Large language models learn to speak biology
AI systems that have already made strides learning the language of humans are being trained to decipher the language of life encoded in DNA — and to use it to try to design new molecules.
Why it matters: AI that can make sense of biology's information could help scientists to develop new therapeutics and to engineer cells to produce biofuels, materials, medicines and other products.
Background: Scientists have for decades worked to reverse engineer cells in order to design new proteins and improve molecules found in nature, increasingly with the help of computational tools.
- Other researchers have scoured Earth for compounds made by bacteria, fungi, plants and other organisms that can be useful for particular purposes but haven't been discovered.
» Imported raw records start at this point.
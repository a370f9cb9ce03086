mod commands;
mod formatting;

use std::path::PathBuf;

use anyhow::Result;
use clap::{Args, Parser, Subcommand};
use tracing::Level;
use tracing_subscriber::EnvFilter;

use commands::{ExecutionArgs, GlobalArgs};

#[derive(Parser)]
#[command(name = "monoship")]
#[command(about = "Dependency-ordered, resumable release and commit runner for multi-package workspaces")]
struct Cli {
    #[command(subcommand)]
    command: Commands,

    #[arg(long, default_value = "./packages", global = true)]
    packages_dir: PathBuf,

    #[arg(short, long, action = clap::ArgAction::Count, global = true)]
    verbose: u8,

    #[arg(short, long, action, global = true)]
    quiet: bool,

    /// Glob pattern of package directories to skip (repeatable)
    #[arg(long, value_name = "PATTERN", global = true)]
    exclude: Vec<String>,
}

#[derive(Args)]
struct ExecutionFlags {
    /// Run each dependency level concurrently
    #[arg(long, action)]
    parallel: bool,

    /// Report what would happen without changing anything
    #[arg(long, action)]
    dry_run: bool,

    /// Resume at this package (directory or package name)
    #[arg(long, value_name = "PACKAGE")]
    start_from: Option<String>,
}

impl From<ExecutionFlags> for ExecutionArgs {
    fn from(flags: ExecutionFlags) -> Self {
        ExecutionArgs {
            parallel: flags.parallel,
            dry_run: flags.dry_run,
            start_from: flags.start_from,
        }
    }
}

#[derive(Subcommand)]
enum Commands {
    /// List discovered packages
    Scan {
        #[arg(long, action)]
        json: bool,
    },
    /// Print the build order
    Order {
        #[arg(long, action)]
        json: bool,
    },
    /// Print the dependency levels
    Levels {
        #[arg(long, action)]
        json: bool,
    },
    /// Run a shell command in every package directory
    Run {
        #[arg(required = true, trailing_var_arg = true, allow_hyphen_values = true)]
        command: Vec<String>,
        #[command(flatten)]
        flags: ExecutionFlags,
    },
    /// Commit each package directory in its repository
    Commit {
        #[arg(short, long)]
        message: Option<String>,
        #[command(flatten)]
        flags: ExecutionFlags,
    },
    /// Publish each package with the package manager
    Publish {
        #[arg(long, default_value = monoship_ops::DEFAULT_PUBLISH_TOOL)]
        tool: String,
        #[command(flatten)]
        flags: ExecutionFlags,
    },
}

fn init_logging(verbose: u8, quiet: bool) {
    let log_level = if quiet {
        Level::ERROR
    } else {
        match verbose {
            0 => Level::INFO,
            1 => Level::DEBUG,
            _ => Level::TRACE,
        }
    };

    let filter = EnvFilter::try_from_default_env()
        .unwrap_or_else(|_| EnvFilter::new(log_level.as_str().to_ascii_lowercase()));

    tracing_subscriber::fmt()
        .with_env_filter(filter)
        .with_writer(std::io::stderr)
        .init();
}

fn main() -> Result<()> {
    let cli = Cli::parse();
    init_logging(cli.verbose, cli.quiet);

    let global = GlobalArgs {
        packages_dir: cli.packages_dir,
        exclude: cli.exclude,
    };

    match cli.command {
        Commands::Scan { json } => commands::cmd_scan(&global, json)?,
        Commands::Order { json } => commands::cmd_order(&global, json)?,
        Commands::Levels { json } => commands::cmd_levels(&global, json)?,
        Commands::Run { command, flags } => commands::cmd_run(&global, command, flags.into())?,
        Commands::Commit { message, flags } => {
            commands::cmd_commit(&global, message, flags.into())?
        }
        Commands::Publish { tool, flags } => commands::cmd_publish(&global, tool, flags.into())?,
    }

    Ok(())
}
Both approaches have yielded new cancer therapeutics and products.
- "But at some point, we run out of low-hanging fruit to pick," says Kyunghyun Cho, a professor of computer science and data science at New York University and senior director of Frontier Research at Prescient Design, which is part of Genentech.
Now, generative AI models — similar to the large language model (LLM) that powers ChatGPT — are being developed to understand the rules and relationships of DNA, RNA and proteins, and the many functions and properties they produce.
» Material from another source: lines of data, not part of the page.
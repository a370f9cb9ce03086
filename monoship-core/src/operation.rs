//! The per-package operation interface driven by the runner.

use async_trait::async_trait;

use crate::error::Result;
use crate::package::PackageNode;

/// Everything an operation learns about the package it runs for.
#[derive(Debug, Clone)]
pub struct OperationContext {
    pub package: PackageNode,
    /// Position of the package in the full build order.
    pub index: usize,
    /// Length of the full build order.
    pub total: usize,
    /// Set when the run is a preview; the operation must not mutate
    /// anything and must report success.
    pub dry_run: bool,
}

impl OperationContext {
    #[inline]
    pub fn name(&self) -> &str {
        &self.package.name
    }
}

/// What an operation reports back for one package.
#[derive(Debug, Clone, Default, PartialEq, Eq)]
pub struct OperationOutcome {
    pub success: bool,
    pub error: Option<String>,
    /// Diagnostic output captured while running (tool stdout/stderr).
    pub output: Option<String>,
}

impl OperationOutcome {
    pub fn success() -> Self {
        Self {
            success: true,
            ..Self::default()
        }
    }

    pub fn failure(error: impl Into<String>) -> Self {
        Self {
            success: false,
            error: Some(error.into()),
            output: None,
        }
    }

    pub fn with_output(mut self, output: impl Into<String>) -> Self {
        let output = output.into();
        if !output.trim().is_empty() {
            self.output = Some(output);
        }
        self
    }
}

/// An operation run once per package, e.g. "commit" or "publish".
///
/// A declared failure is `Ok` with `success: false`. Returning `Err`
/// signals that the operation broke outside its own failure contract;
/// the runner treats both as a stop but reports them differently.
#[async_trait]
pub trait PackageOperation: Send + Sync {
    async fn run(&self, ctx: OperationContext) -> Result<OperationOutcome>;
}
//! Status indicators and message formatting.

use owo_colors::OwoColorize;

#[derive(Debug, Clone, Copy)]
pub enum Status {
    Success,
    Error,
    Warning,
}

impl Status {
    pub fn symbol(&self) -> &'static str {
        match self {
            Status::Success => "✓",
            Status::Error => "✗",
            Status::Warning => "⚠",
        }
    }

    fn format(&self, message: &str) -> String {
        match self {
            Status::Success => format!("{} {}", self.symbol().green(), message.green().bold()),
            Status::Error => format!("{} {}", self.symbol().red(), message.red().bold()),
            Status::Warning => format!("{} {}", self.symbol().yellow(), message.yellow().bold()),
        }
    }
}

pub fn print_success(message: &str) {
    println!("  {}", Status::Success.format(message));
}

pub fn print_error(message: &str) {
    println!("  {}", Status::Error.format(message));
}

pub fn print_warning(message: &str) {
    println!("  {}", Status::Warning.format(message));
}
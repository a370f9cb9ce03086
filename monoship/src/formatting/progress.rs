use indicatif::{ProgressBar, ProgressStyle};

/// Progress bar for package runs; the length is reset once the runner
/// knows how many packages remain after `--start-from`.
pub fn create_progress_bar(total: u64) -> ProgressBar {
    let pb = ProgressBar::new(total);
    let style = ProgressStyle::default_bar()
        .template("{spinner:.green} [{elapsed_precise}] [{wide_bar:.cyan/.blue}] {pos}/{len} {msg}")
        .unwrap_or_else(|_| ProgressStyle::default_bar())
        .progress_chars("█▉▊▋▌▍▎▏  ");
    pb.set_style(style);
    pb
}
How it works: Humans arrange the 26 letters in the modern English alphabet into roughly — and arguably — about 500,000 words.
- LLMs are given text that they then split into characters, words or subwords, known as tokens.
- The AI model then determines the relationships among these tokens and uses that information to generate original text.
The language of biology contains far fewer letters but produces many more "words" in the form of proteins.
- The genetic information carried in DNA is encoded in four molecules: A (adenine), C (cytosine), T (thymine) and G (guanine).
- Three-letter combinations of these four basepairs, called codons, give rise to 20 different amino acids, some or all of which are strung together in different orders to make up proteins.
- There are more than 200 million known proteins. AlphaFold, an AI system developed by DeepMind, can predict the structure of a protein from its amino acid sequence — one of biology's biggest challenges and time-consuming tasks.
- But many orders of magnitude more proteins are theoretically possible.
- That leaves a vast space to explore for scientists who want to develop new proteins that have the properties they want for a novel drug or to engineer cells to perform different tasks.
What's happening: AI models are being used to map that space to identify changes in DNA or RNA that underpin disease or alter key processes in a cell — and to use that information to design new proteins. But scientists doing that face several hurdles.
- They must figure out the best way to break biology's language down into tokens that the LLM can work with.
- They must ensure the AI is able to see the relationships between genes and elements of genes that affect one another from different places in a long stretch of DNA, says Joshua Dunn, a molecular and computational biologist at Ginkgo Bioworks, which uses AI to drive some of its gene designs. It's like having to pull sentences from different parts of a book to understand its meaning.
- Another consideration is that if you read DNA from different starting points, you can wind up with different proteins — if you start mid-sentence, you get a different story than if you start at the sentence's beginning.
- And while most proteins are encoded in standard genetic code, others are transcribed by different "readers" in cells. "That means there are a whole lot of different languages being spoken at the same time," Dunn says.
Dunn says he is "extremely optimistic that large language models are going to figure out some of this because they're actually very good at understanding different scales of meanings spoken in different languages."
- But there are open questions about how to tokenize genetic data to capture other information. For example, a model has to look at a wide enough span of information to capture the signals spread out across a chromosome — but in a way that doesn't lose valuable details about mutations to single letters and the changes they cause. AI models might not be able to rely on tokenization or require adapting it to do this, Dunn says.
Where it stands: It's early days for AI foundation models in biology but companies, including Profluent Bio, Inceptive and others, and academic groups are developing models for deciphering the language of DNA and designing new proteins.
- HyenaDNA, a "genomic foundation model" developed by researchers at Stanford University, learns how DNA sequences are distributed, genes are encoded and how regions in between those that code for amino acids regulate a gene's expression.
Yes, but: Like with LLMs, there is concern about biased training data based on where samples are taken from, says Vaneet Aggarwal, a computer scientist and professor at Purdue University who has worked on AI models to understand the language of DNA.
What's next: Spewing out novel molecules from generative models is only a first step — and not necessarily the biggest hurdle, Cho says.
- Candidate molecules have to go through several more phases of development to filter out the most promising ones for experimental testing in the lab, he says.
The bottom line: LLMs that handle human language are "speeding up what we already know how to do," Cho says — but with biology, "we're trying to figure out something we've never figured out ourselves." That means "the burden of validation is ... enormous."